NATO called on Russia to draw down its forces from sensitive hotspots, including what the West say is “annexed” or “occupied” Crimea:
Stoltenberg indicated that the bloc called on Russia during the meeting to ‘withdraw its forces’ from Georgia, Moldova and Ukraine – presumably in a reference to Russian peacekeeping forces stationed in Transnistria, Abkhazia and South Ossetia, and to Crimea – the region which broke off from Ukraine and rejoined Russia in 2014 following a Western-backed coup in Kiev.
The NATO side further “expressed serious concern” about Russia’s military build-up “in and around Ukraine”:
“They also called on Russia to refrain from aggressive force posturing and malign activities directed against allies and abide by all its international obligations and commitments,” Stoltenberg said.
The Western alliance offered to “broaden” the scope of issues being considered in negotiations, which for now the Russian side appears to have rejected:
The NATO chief said the bloc was prepared to hold further meetings with Russia on a broad range of issues, including missiles, but said that the Russian side had indicated that they are not ready to do so at this stage.
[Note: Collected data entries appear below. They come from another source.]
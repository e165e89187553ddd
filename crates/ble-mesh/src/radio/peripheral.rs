//! Peripheral role: GATT server with write, notify and peer-info characteristics
//!
//! btleplug has no peripheral support, so Linux serves the mesh service through
//! BlueZ via bluer. Other targets report `MeshError::PeripheralUnsupported`.

#[cfg(target_os = "linux")]
pub use bluez::BluezPeripheral as PlatformPeripheral;

#[cfg(not(target_os = "linux"))]
pub use unsupported::UnsupportedPeripheral as PlatformPeripheral;

pub use crate::protocol::ATT_HEADER_LEN;

#[cfg(target_os = "linux")]
mod bluez {
    use super::ATT_HEADER_LEN;
    use crate::error::{MeshError, MeshResult};
    use crate::protocol::{
        link_mtu_bytes, LINK_MTU_CHARACTERISTIC_UUID, MESH_SERVICE_UUID,
        NOTIFY_CHARACTERISTIC_UUID, PEER_INFO_CHARACTERISTIC_UUID, WRITE_CHARACTERISTIC_UUID,
    };
    use crate::radio::{EventSink, InboundChunk, LocalIdentity, RadioPower};
    use crate::session::{PeerHandle, SessionRole};
    use bluer::adv::{Advertisement, AdvertisementHandle, Type as AdvertisementType};
    use bluer::gatt::local::{
        Application, ApplicationHandle, Characteristic, CharacteristicNotifier,
        CharacteristicNotify, CharacteristicNotifyMethod, CharacteristicRead, CharacteristicWrite,
        CharacteristicWriteMethod, ReqError, Service,
    };
    use bluer::Address;
    use futures::FutureExt;
    use std::sync::Arc;
    use tokio::sync::Mutex;
    use tracing::{debug, info, warn};

    /// Registered GATT application and advertisement; dropping them unpublishes both
    struct Published {
        _application: ApplicationHandle,
        _advertisement: AdvertisementHandle,
    }

    pub struct BluezPeripheral {
        _session: bluer::Session,
        adapter: bluer::Adapter,
        sink: EventSink,
        published: Mutex<Option<Published>>,
        /// BlueZ hands us one notifier per subscription of the notify characteristic
        notifier: Arc<Mutex<Option<CharacteristicNotifier>>>,
    }

    impl BluezPeripheral {
        /// A BlueZ notifier is per characteristic, not per subscribed device
        pub const NOTIFIES_ALL_SUBSCRIBERS: bool = true;

        pub async fn new(sink: EventSink) -> MeshResult<Self> {
            let session = bluer::Session::new()
                .await
                .map_err(|e| MeshError::RadioUnavailable(format!("BlueZ session: {}", e)))?;

            let adapter = session
                .default_adapter()
                .await
                .map_err(|e| MeshError::RadioUnavailable(format!("BLE adapter: {}", e)))?;

            if !adapter.is_powered().await.unwrap_or(false) {
                if let Err(e) = adapter.set_powered(true).await {
                    warn!("Failed to power on adapter {}: {}", adapter.name(), e);
                }
            }

            if adapter.is_powered().await.unwrap_or(false) {
                sink.set_power(RadioPower::PoweredOn);
            }

            info!("Linux BLE adapter {} initialized for peripheral role", adapter.name());

            Ok(Self {
                _session: session,
                adapter,
                sink,
                published: Mutex::new(None),
                notifier: Arc::new(Mutex::new(None)),
            })
        }

        pub async fn start_advertising(&self, identity: &LocalIdentity) -> MeshResult<()> {
            let mut published = self.published.lock().await;
            if published.is_some() {
                warn!("BLE advertising already active");
                return Ok(());
            }

            let application = self.application(identity)?;
            let application_handle = self
                .adapter
                .serve_gatt_application(application)
                .await
                .map_err(|e| MeshError::AdapterError(format!("Failed to register GATT service: {}", e)))?;

            let advertisement = Advertisement {
                advertisement_type: AdvertisementType::Peripheral,
                service_uuids: vec![MESH_SERVICE_UUID].into_iter().collect(),
                local_name: Some(identity.local_name().to_string()),
                discoverable: Some(true),
                ..Default::default()
            };

            let advertisement_handle = self
                .adapter
                .advertise(advertisement)
                .await
                .map_err(|e| MeshError::AdapterError(format!("Failed to start advertising: {}", e)))?;

            *published = Some(Published {
                _application: application_handle,
                _advertisement: advertisement_handle,
            });

            info!("Started BLE advertising as '{}'", identity.local_name());
            Ok(())
        }

        fn application(&self, identity: &LocalIdentity) -> MeshResult<Application> {
            let peer_info = identity.peer_info.to_bytes()?;
            let sink = self.sink.clone();
            let notifier_slot = Arc::clone(&self.notifier);

            let write = Characteristic {
                uuid: WRITE_CHARACTERISTIC_UUID,
                write: Some(CharacteristicWrite {
                    write: true,
                    write_without_response: true,
                    method: CharacteristicWriteMethod::Fun(Box::new(move |value, request| {
                        let sink = sink.clone();
                        async move {
                            let chunk = InboundChunk {
                                handle: PeerHandle::new(request.device_address.to_string()),
                                role: SessionRole::IncomingPeripheral,
                                data: value,
                                mtu: usize::from(request.mtu).saturating_sub(ATT_HEADER_LEN),
                            };
                            if sink.inbound(chunk).await {
                                Ok(())
                            } else {
                                Err(ReqError::Failed)
                            }
                        }
                        .boxed()
                    })),
                    ..Default::default()
                }),
                ..Default::default()
            };

            let notify = Characteristic {
                uuid: NOTIFY_CHARACTERISTIC_UUID,
                notify: Some(CharacteristicNotify {
                    notify: true,
                    method: CharacteristicNotifyMethod::Fun(Box::new(move |notifier| {
                        let slot = Arc::clone(&notifier_slot);
                        async move {
                            debug!("Central subscribed to mesh notifications");
                            *slot.lock().await = Some(notifier);
                        }
                        .boxed()
                    })),
                    ..Default::default()
                }),
                ..Default::default()
            };

            let info = Characteristic {
                uuid: PEER_INFO_CHARACTERISTIC_UUID,
                read: Some(CharacteristicRead {
                    read: true,
                    fun: Box::new(move |_request| {
                        let value = peer_info.clone();
                        async move { Ok(value) }.boxed()
                    }),
                    ..Default::default()
                }),
                ..Default::default()
            };

            // centrals cannot query the negotiated MTU through btleplug, so we report it
            let link_mtu = Characteristic {
                uuid: LINK_MTU_CHARACTERISTIC_UUID,
                read: Some(CharacteristicRead {
                    read: true,
                    fun: Box::new(move |request| {
                        async move { Ok(link_mtu_bytes(request.mtu).to_vec()) }.boxed()
                    }),
                    ..Default::default()
                }),
                ..Default::default()
            };

            Ok(Application {
                services: vec![Service {
                    uuid: MESH_SERVICE_UUID,
                    primary: true,
                    characteristics: vec![write, notify, info, link_mtu],
                    ..Default::default()
                }],
                ..Default::default()
            })
        }

        pub async fn stop_advertising(&self) -> MeshResult<()> {
            let previous = self.published.lock().await.take();
            self.notifier.lock().await.take();

            if previous.is_some() {
                info!("Stopped BLE advertising");
            } else {
                debug!("BLE advertising not active");
            }
            Ok(())
        }

        /// Push a chunk to subscribed centrals
        ///
        /// BlueZ delivers a notification to every subscriber of the characteristic;
        /// `handle` only names the session in errors. The connection manager sends
        /// one sequence for all peripheral sessions accordingly.
        pub async fn notify_chunk(&self, handle: &PeerHandle, chunk: &[u8]) -> MeshResult<()> {
            let mut slot = self.notifier.lock().await;
            let notifier = slot
                .as_mut()
                .ok_or_else(|| MeshError::WriteFailed(format!("{}: no subscribed central", handle)))?;

            if notifier.is_stopped() {
                *slot = None;
                return Err(MeshError::WriteFailed(format!("{}: notification session stopped", handle)));
            }

            notifier
                .notify(chunk.to_vec())
                .await
                .map_err(|e| MeshError::WriteFailed(format!("{}: {}", handle, e)))
        }

        pub async fn is_connected(&self, handle: &PeerHandle) -> bool {
            let Ok(address) = handle.as_str().parse::<Address>() else {
                return false;
            };
            match self.adapter.device(address) {
                Ok(device) => device.is_connected().await.unwrap_or(false),
                Err(_) => false,
            }
        }

        pub async fn disconnect(&self, handle: &PeerHandle) -> MeshResult<()> {
            let Ok(address) = handle.as_str().parse::<Address>() else {
                debug!("Ignoring disconnect for unparseable handle {}", handle);
                return Ok(());
            };

            let device = self.adapter.device(address)?;
            if device.is_connected().await.unwrap_or(false) {
                device.disconnect().await?;
                info!("Disconnected central {}", handle);
            }
            Ok(())
        }
    }
}

#[cfg(not(target_os = "linux"))]
mod unsupported {
    use crate::error::{MeshError, MeshResult};
    use crate::radio::{EventSink, LocalIdentity};
    use crate::session::PeerHandle;
    use tracing::warn;

    pub struct UnsupportedPeripheral;

    impl UnsupportedPeripheral {
        pub const NOTIFIES_ALL_SUBSCRIBERS: bool = false;

        pub async fn new(_sink: EventSink) -> MeshResult<Self> {
            warn!("Peripheral role unavailable on this platform; running central-only");
            Ok(Self)
        }

        pub async fn start_advertising(&self, _identity: &LocalIdentity) -> MeshResult<()> {
            Err(MeshError::PeripheralUnsupported)
        }

        pub async fn stop_advertising(&self) -> MeshResult<()> {
            Ok(())
        }

        pub async fn notify_chunk(&self, _handle: &PeerHandle, _chunk: &[u8]) -> MeshResult<()> {
            Err(MeshError::PeripheralUnsupported)
        }

        pub async fn is_connected(&self, _handle: &PeerHandle) -> bool {
            false
        }

        pub async fn disconnect(&self, _handle: &PeerHandle) -> MeshResult<()> {
            Ok(())
        }
    }
}
//! Mesh relay node: carries offline Solana transfers across the BLE mesh and
//! submits them once the internet is reachable

pub mod connectivity;
pub mod node;

pub use connectivity::{ConnectivityMonitor, Transition};
pub use node::{Disposition, RelayNode};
“NATO made it clear in the meeting that we are ready to schedule a series of meetings addressing a wide range of different topics, including missiles and reciprocal verifiable limits on missiles, in Europe. From the Russian side, they made clear that they are not ready,” Stoltenberg said.
Stoltenberg said all @Nato allies are “clear eyed about the prospect for progress” in talks with Russia. Says alliance offered Moscow to look at arms control, disarmament and non-proliferation issues.
— Henry Foy (@HenryJFoy) January 12, 2022
This week’s series of three meetings will wrap up Thursday in Vienna, at the Organization for Security Co-operation in Europe, which includes NATO members, Russia, and Eastern European states that are uneasy over Russia’s influence in their spheres.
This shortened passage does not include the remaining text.